Stored items
• • • •

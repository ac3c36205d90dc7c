//! Slide layouts and layout resolution.
//!
//! A [`LayoutCatalog`] lists the layouts a presentation template offers. Each
//! [`Layout`] owns named placeholder slots whose [`Role`] comes from the name
//! prefix. [`resolve`] picks the layouts able to host a slide's
//! [`ContentRequirement`].
//!
//! # Example
//!
//! ```rust
//! use slidedeck::layout::{ContentRequirement, Layout, LayoutCatalog, resolve};
//!
//! let catalog = LayoutCatalog::new(vec![
//!     Layout::new("Title").with_placeholder("Title 1", 0),
//!     Layout::new("Two Pictures")
//!         .with_placeholder("Title 1", 0)
//!         .with_placeholder("Pic 1", 13)
//!         .with_placeholder("Pic 2", 14),
//! ]);
//!
//! let needs = ContentRequirement { title: true, exhibits: 2, ..Default::default() };
//! assert_eq!(resolve(&needs, &catalog).canonical(), Some(1));
//! ```

// Submodule declarations
mod catalog;
#[cfg(feature = "pptx")]
mod pptx;
mod resolver;
mod role;
mod stack;

// Re-exports
pub use catalog::{Layout, LayoutCatalog, Placeholder};
pub use resolver::{ContentRequirement, Resolution, resolve};
pub use role::Role;
pub use stack::PlaceholderStack;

• • • •

▶ [WHAT THE TASK ASKS] Each entry above should be repeated exactly, with no line left out.

▶ [THE COMPLETED TASK]
repository ac3c36205d90dc7c
//! Slide layouts and layout resolution.
//!
//! A [`LayoutCatalog`] lists the layouts a presentation template offers. Each
//! [`Layout`] owns named placeholder slots whose [`Role`] comes from the name
//! prefix. [`resolve`] picks the layouts able to host a slide's
//! [`ContentRequirement`].
//!
//! # Example
//!
//! ```rust
//! use slidedeck::layout::{ContentRequirement, Layout, LayoutCatalog, resolve};
//!
//! let catalog = LayoutCatalog::new(vec![
//!     Layout::new("Title").with_placeholder("Title 1", 0),
//!     Layout::new("Two Pictures")
//!         .with_placeholder("Title 1", 0)
//!         .with_placeholder("Pic 1", 13)
//!         .with_placeholder("Pic 2", 14),
//! ]);
//!
//! let needs = ContentRequirement { title: true, exhibits: 2, ..Default::default() };
//! assert_eq!(resolve(&needs, &catalog).canonical(), Some(1));
//! ```

// Submodule declarations
mod catalog;
#[cfg(feature = "pptx")]
mod pptx;
mod resolver;
mod role;
mod stack;

// Re-exports
pub use catalog::{Layout, LayoutCatalog, Placeholder};
pub use resolver::{ContentRequirement, Resolution, resolve};
pub use role::Role;
pub use stack::PlaceholderStack;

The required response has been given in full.